● **Activity**:
Below are several entries. Transcribe exactly those lines that fall from the one with "in the storage root" through the one with "#[derive(Debug, Clone)]", end lines included.

● **Entries supplied**:
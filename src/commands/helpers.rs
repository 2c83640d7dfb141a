//! Command helper utilities

use std::path::PathBuf;

use console::Style;

use crate::cli::GlobalOptions;
use crate::scanner::ScanSummary;

/// Media root scanned when none is configured
pub const DEFAULT_MEDIA_ROOT: &str = "/media";

/// Resolve the media root from CLI options, falling back to the default
pub fn resolve_media_root(options: &GlobalOptions) -> PathBuf {
    options
        .media_root
        .clone()
        .unwrap_or_else(|| PathBuf::from(DEFAULT_MEDIA_ROOT))
}

/// Resolve the storage root from CLI options, falling back to the platform
/// data directory
pub fn resolve_storage_root(options: &GlobalOptions) -> PathBuf {
    options.storage_root.clone().unwrap_or_else(|| {
        dirs::data_local_dir()
            .unwrap_or_else(|| PathBuf::from("."))
            .join("flashsync")
            .join("device")
    })
}

/// Report per-bundle scan failures to stderr
pub fn report_failures(summary: &ScanSummary) {
    for failure in &summary.failures {
        eprintln!(
            "{} {}: {}",
            Style::new().red().bold().apply_to("Skipped"),
            failure.descriptor.display(),
            failure.error
        );
    }
}

/// Print a one-line scan summary
pub fn report_summary(summary: &ScanSummary) {
    let bundles = if summary.candidates == 1 {
        "bundle"
    } else {
        "bundles"
    };
    println!(
        "{} {} of {} {} ({} failed)",
        Style::new().green().bold().apply_to("Installed"),
        summary.installed,
        summary.candidates,
        bundles,
        summary.failed
    );
}

#[cfg(test)]
mod tests {
    use super::*;

    fn options(media: Option<&str>, storage: Option<&str>) -> GlobalOptions {
        GlobalOptions {
            media_root: media.map(PathBuf::from),
            storage_root: storage.map(PathBuf::from),
            verbose: false,
        }
    }

    #[test]
    fn test_resolve_media_root_default() {
        let root = resolve_media_root(&options(None, None));
        assert_eq!(root, PathBuf::from(DEFAULT_MEDIA_ROOT));
    }

    #[test]
    fn test_resolve_media_root_explicit() {
        let root = resolve_media_root(&options(Some("/mnt/usb"), None));
        assert_eq!(root, PathBuf::from("/mnt/usb"));
    }

    #[test]
    fn test_resolve_storage_root_explicit() {
        let root = resolve_storage_root(&options(None, Some("/srv/device")));
        assert_eq!(root, PathBuf::from("/srv/device"));
    }

    #[test]
    fn test_resolve_storage_root_default_ends_with_device() {
        let root = resolve_storage_root(&options(None, None));
        assert!(root.ends_with("flashsync/device"));
    }
}
//! Common test utilities for Flashsync integration tests

use std::path::PathBuf;
use tempfile::TempDir;

/// A media root and storage root pair for integration tests
#[allow(dead_code)]
pub struct TestMedia {
    /// Temporary directory
    #[allow(dead_code)]
    pub temp: TempDir,
    /// Directory whose subdirectories play the role of removable mounts
    pub media_root: PathBuf,
    /// Destination storage root
    pub storage_root: PathBuf,
}

#[allow(dead_code)]
impl TestMedia {
    /// Create a new test media layout with an empty media root
    pub fn new() -> Self {
        let temp = TempDir::new().expect("Failed to create temp directory");
        let media_root = temp.path().join("media");
        let storage_root = temp.path().join("storage");
        std::fs::create_dir_all(&media_root).expect("Failed to create media root");
        Self {
            temp,
            media_root,
            storage_root,
        }
    }

    /// Create a mount directory under the media root
    pub fn create_mount(&self, name: &str) -> PathBuf {
        let mount = self.media_root.join(name);
        std::fs::create_dir_all(&mount).expect("Failed to create mount directory");
        mount
    }

    /// Write a complete well-formed bundle into a mount directory.
    ///
    /// Descriptor: `device=X`, `hash=Y`, instructions `./i.json` containing
    /// `{"a":1}`, images `./imgs` containing `0.png`. Returns the descriptor
    /// path.
    pub fn write_valid_bundle(&self, mount_name: &str) -> PathBuf {
        let mount = self.create_mount(mount_name);
        let descriptor = mount.join("update.properties");
        std::fs::write(
            &descriptor,
            "device=X\nhash=Y\ninstructions=./i.json\nimages=./imgs\n",
        )
        .expect("Failed to write descriptor");
        std::fs::write(mount.join("i.json"), r#"{"a":1}"#)
            .expect("Failed to write instructions");
        std::fs::create_dir_all(mount.join("imgs")).expect("Failed to create image directory");
        std::fs::write(mount.join("imgs/0.png"), "png-bytes").expect("Failed to write image");
        descriptor
    }

    /// Write a file relative to a mount directory
    pub fn write_file(&self, mount_name: &str, path: &str, content: &str) -> PathBuf {
        let file_path = self.media_root.join(mount_name).join(path);
        if let Some(parent) = file_path.parent() {
            std::fs::create_dir_all(parent).expect("Failed to create parent directory");
        }
        std::fs::write(&file_path, content).expect("Failed to write file");
        file_path
    }

    /// Read a file from the storage root
    pub fn read_storage(&self, path: &str) -> String {
        std::fs::read_to_string(self.storage_root.join(path)).expect("Failed to read file")
    }

    /// Check if a file exists in the storage root
    pub fn storage_exists(&self, path: &str) -> bool {
        self.storage_root.join(path).exists()
    }
}
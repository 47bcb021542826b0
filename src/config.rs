use std::env;

#[derive(Debug, Clone)]
pub struct Config {
    pub host: String,
    pub port: u16,
}

impl Config {
    pub fn from_env() -> Self {
        Self {
            host: env::var("HOST").unwrap_or_else(|_| "0.0.0.0".into()),
            port: env::var("PORT")
                .ok()
                .and_then(|p| p.parse().ok())
                .unwrap_or(8080),
        }
    }
}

● **Result of the task**:
    /// Check if a file exists in the storage root
    pub fn storage_exists(&self, path: &str) -> bool {
        self.storage_root.join(path).exists()
    }
}
repository 47bcb021542826b0
filename src/config.rs
use std::env;

#[derive(Debug, Clone)]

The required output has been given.